Version translated by George Valassopoulo 1924:


When you start on the way to Ithaca,
wish that the way be long,
full of adventure, full of knowledge.
The Laestrygones and the Cyclopes
and angry Poseidon, do not fear:
such, on your way, you shall never meet
if your thoughts are lofty, if a noble
emotion touch your mind, your body.
The Laestrygones and the Cyclopes
and angry Poseidon you shall not meet
if you carry them not in your soul,
if your soul sets them not up before you.

Wish that the way be long,
that on many summer mornings,
with great pleasure, great delight,
you enter harbours for the first time seen;
that you stop at Phoenician marts,
and procure the goodly merchandise,
mother-of-pearl and corals, amber and ebony,
and sensual perfumes of all kinds,
plenty of sensual perfumes especially;
to wend your way to many Egyptian cities,
to learn and yet to learn from the wise.

Ever keep Ithaca in your mind,
your return thither is your goal.
But do not hasten at all your voyage,
better that it last for many years;
And full of years at length you anchor at your isle
rich with all that you gained on the way;
do not expect Ithaca to give you riches.

Ithaca gave you your fair voyage.
Without her you would not have ventured on the way.
But she has no more to give you.

And if you find Ithaca a poor place,
she has not mocked you.
You have become so wise, so full of experience
that you should understand already what
these Ithacas mean.

Authorised version translated by Edmund Keeley/Philip Sherrard 1992:


As you set out for Ithaka
hope the voyage is a long one,
full of adventure, full of discovery.
Laistrygonians and Cyclops,
angry Poseidon – don't be afraid of them:
you'll never find things like that on your way
as long as you keep your thoughts raised high,
as long as a rare excitement
stirs your spirit and your body.
Laistrygonians and Cyclops,
wild Poseidon – you won't encounter them
unless you bring them along inside your soul,
unless your soul sets them up in front of you.

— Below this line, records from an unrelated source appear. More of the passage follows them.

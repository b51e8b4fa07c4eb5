//! Turning a tarball plus flags into an installed directory.
//!
//! [`Unpacker`] runs the stages in order; everything touching the disk goes
//! through [`Collaborators`] so the sequencing can be tested without it.

pub mod collab;
pub mod coordinator;
pub mod guard;
pub mod request;
pub mod resolve;

pub use collab::{Collaborators, Extraction, SystemCollaborators};
pub use coordinator::{Completion, Stage, UnpackOutcome, Unpacker};
pub use request::{ArchiveReference, UnpackRequest};
pub use resolve::ResolvedPlan;
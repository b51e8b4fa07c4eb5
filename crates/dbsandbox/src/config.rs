use std::path::{Path, PathBuf};

pub const SANDBOX_BINARY_LABEL: &str = "sandbox-binary";
pub const SANDBOX_BINARY_ENV: &str = "SANDBOX_BINARY";
pub const VERBOSITY_LABEL: &str = "verbosity";
pub const UNPACK_VERSION_LABEL: &str = "unpack-version";
pub const PREFIX_LABEL: &str = "prefix";
pub const SHELL_LABEL: &str = "shell";
pub const TARGET_SERVER_LABEL: &str = "target-server";

pub const DEFAULT_VERBOSITY: u8 = 1;

/// Sandbox binary directory relative to the user's home.
pub const DEFAULT_SANDBOX_BINARY: &str = "opt/mysql";

/// The only archive layout database tarballs ship in.
pub const ARCHIVE_SUFFIX: &str = ".tar.gz";

pub fn default_sandbox_binary() -> Option<PathBuf> {
    home::home_dir().map(|home| home.join(DEFAULT_SANDBOX_BINARY))
}

/// Render `path` for messages, with the home directory spelled `$HOME`.
pub fn display_home(path: &Path) -> String {
    replace_home(path, home::home_dir().as_deref())
}

fn replace_home(path: &Path, home: Option<&Path>) -> String {
    let Some(home) = home.filter(|h| h.components().count() > 1) else {
        return path.display().to_string();
    };
    match path.strip_prefix(home) {
        Ok(rest) if rest.as_os_str().is_empty() => "$HOME".to_string(),
        Ok(rest) => format!("$HOME/{}", rest.display()),
        Err(_) => path.display().to_string(),
    }
}

#[cfg(test)]
mod tests {
    use super::*;

    #[test]
    fn home_is_replaced() {
        let home = Path::new("/home/msandbox");
        assert_eq!(
            replace_home(Path::new("/home/msandbox/opt/mysql/8.0.4"), Some(home)),
            "$HOME/opt/mysql/8.0.4"
        );
        assert_eq!(replace_home(home, Some(home)), "$HOME");
    }

    #[test]
    fn other_paths_untouched() {
        let home = Path::new("/home/msandbox");
        assert_eq!(
            replace_home(Path::new("/opt/mysql/8.0.4"), Some(home)),
            "/opt/mysql/8.0.4"
        );
        assert_eq!(
            replace_home(Path::new("/home/msandbox2/x"), Some(home)),
            "/home/msandbox2/x"
        );
        assert_eq!(replace_home(Path::new("/opt/mysql"), None), "/opt/mysql");
    }

    #[test]
    fn root_home_is_ignored() {
        assert_eq!(
            replace_home(Path::new("/opt/mysql"), Some(Path::new("/"))),
            "/opt/mysql"
        );
    }

    #[test]
    fn default_dir_under_home() {
        if let (Some(dir), Some(home)) = (default_sandbox_binary(), home::home_dir()) {
            assert_eq!(dir, home.join("opt").join("mysql"));
        }
    }
}
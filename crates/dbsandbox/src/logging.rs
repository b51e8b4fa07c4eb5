use dbsandbox_archive::Verbosity;
use tracing::level_filters::LevelFilter;
use tracing_subscriber::EnvFilter;

/// Level used when `RUST_LOG` is unset.
pub fn default_level(verbosity: Verbosity) -> LevelFilter {
    match verbosity {
        Verbosity::Quiet => LevelFilter::WARN,
        Verbosity::Normal => LevelFilter::INFO,
        Verbosity::Verbose => LevelFilter::DEBUG,
    }
}

/// Install the stderr subscriber. `RUST_LOG` takes precedence over verbosity.
///
/// Calling it twice is harmless; the first subscriber stays.
pub fn init(verbosity: Verbosity) {
    let filter = EnvFilter::builder()
        .with_default_directive(default_level(verbosity).into())
        .from_env_lossy();

    let _ = tracing_subscriber::fmt()
        .with_env_filter(filter)
        .with_writer(std::io::stderr)
        .without_time()
        .with_target(false)
        .with_level(verbosity == Verbosity::Verbose)
        .try_init();
}
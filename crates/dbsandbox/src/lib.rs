//! Unpack database distribution tarballs into a sandbox binary directory.
//!
//! - `unpack/` - Request model, resolvers, conflict guard and the coordinator
//! - `cli/` - The `dbsandbox` command line
//! - `config.rs` - Flag labels, defaults and environment lookups
//! - `error.rs` - [`UnpackError`] and its exit code mapping
//! - `logging.rs` - Tracing subscriber setup

pub mod cli;
pub mod config;
pub mod error;
pub mod logging;
pub mod unpack;

pub use error::{ErrorKind, UnpackError};
use std::fmt;
use std::path::PathBuf;
use std::sync::Arc;

/// How chatty extraction is: 0 silent, 1 progress, 2 every entry.
#[derive(Clone, Copy, Debug, PartialEq, Eq, PartialOrd, Ord, Hash, Default)]
pub enum Verbosity {
    Quiet,
    #[default]
    Normal,
    Verbose,
}

#[derive(Debug, thiserror::Error, PartialEq, Eq)]
#[error("verbosity must be 0, 1 or 2, got {0}")]
pub struct InvalidVerbosity(pub u8);

impl TryFrom<u8> for Verbosity {
    type Error = InvalidVerbosity;

    fn try_from(level: u8) -> Result<Self, Self::Error> {
        match level {
            0 => Ok(Self::Quiet),
            1 => Ok(Self::Normal),
            2 => Ok(Self::Verbose),
            other => Err(InvalidVerbosity(other)),
        }
    }
}

impl From<Verbosity> for u8 {
    fn from(v: Verbosity) -> Self {
        match v {
            Verbosity::Quiet => 0,
            Verbosity::Normal => 1,
            Verbosity::Verbose => 2,
        }
    }
}

impl fmt::Display for Verbosity {
    fn fmt(&self, f: &mut fmt::Formatter<'_>) -> fmt::Result {
        write!(f, "{}", u8::from(*self))
    }
}

/// Progress snapshot handed to [`ExtractOptions::on_progress`] after each entry.
#[derive(Clone, Debug)]
pub struct Progress {
    pub entries: u64,
    pub bytes_processed: u64,
    pub current_file: PathBuf,
}

#[derive(Clone, Default)]
pub struct ExtractOptions {
    pub verbosity: Verbosity,
    pub on_progress: Option<Arc<dyn Fn(&Progress) + Send + Sync>>,
}

impl ExtractOptions {
    pub fn verbosity(mut self, verbosity: Verbosity) -> Self {
        self.verbosity = verbosity;
        self
    }

    pub fn on_progress(mut self, callback: Arc<dyn Fn(&Progress) + Send + Sync>) -> Self {
        self.on_progress = Some(callback);
        self
    }

    pub(crate) fn report(&self, progress: &Progress) {
        if let Some(callback) = &self.on_progress {
            callback(progress);
        }
    }
}

impl fmt::Debug for ExtractOptions {
    fn fmt(&self, f: &mut fmt::Formatter<'_>) -> fmt::Result {
        f.debug_struct("ExtractOptions")
            .field("verbosity", &self.verbosity)
            .field("on_progress", &self.on_progress.is_some())
            .finish()
    }
}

Hope the voyage is a long one.
May there be many a summer morning when,
with what pleasure, what joy,
you come into harbours seen for the first time;
may you stop at Phoenician trading stations
to buy fine things,
mother of pearl and coral, amber and ebony,
sensual perfume of every kind –
as many sensual perfumes as you can;
and may you visit many Egyptian cities
to gather stores of knowledge from their scholars.

Keep Ithaka always in your mind.
Arriving there is what you are destined for.
But do not hurry the journey at all.
Better if it lasts for years,
so you are old by the time you reach the island,
wealthy with all you have gained on the way,
not expecting Ithaka to make you rich.

Ithaka gave you the marvellous journey.
Without her you would not have set out.
She has nothing left to give you now.

And if you find her poor, Ithaka won't have fooled you.
Wise as you will have become, so full of experience,
you will have understood by then what these Ithakas mean.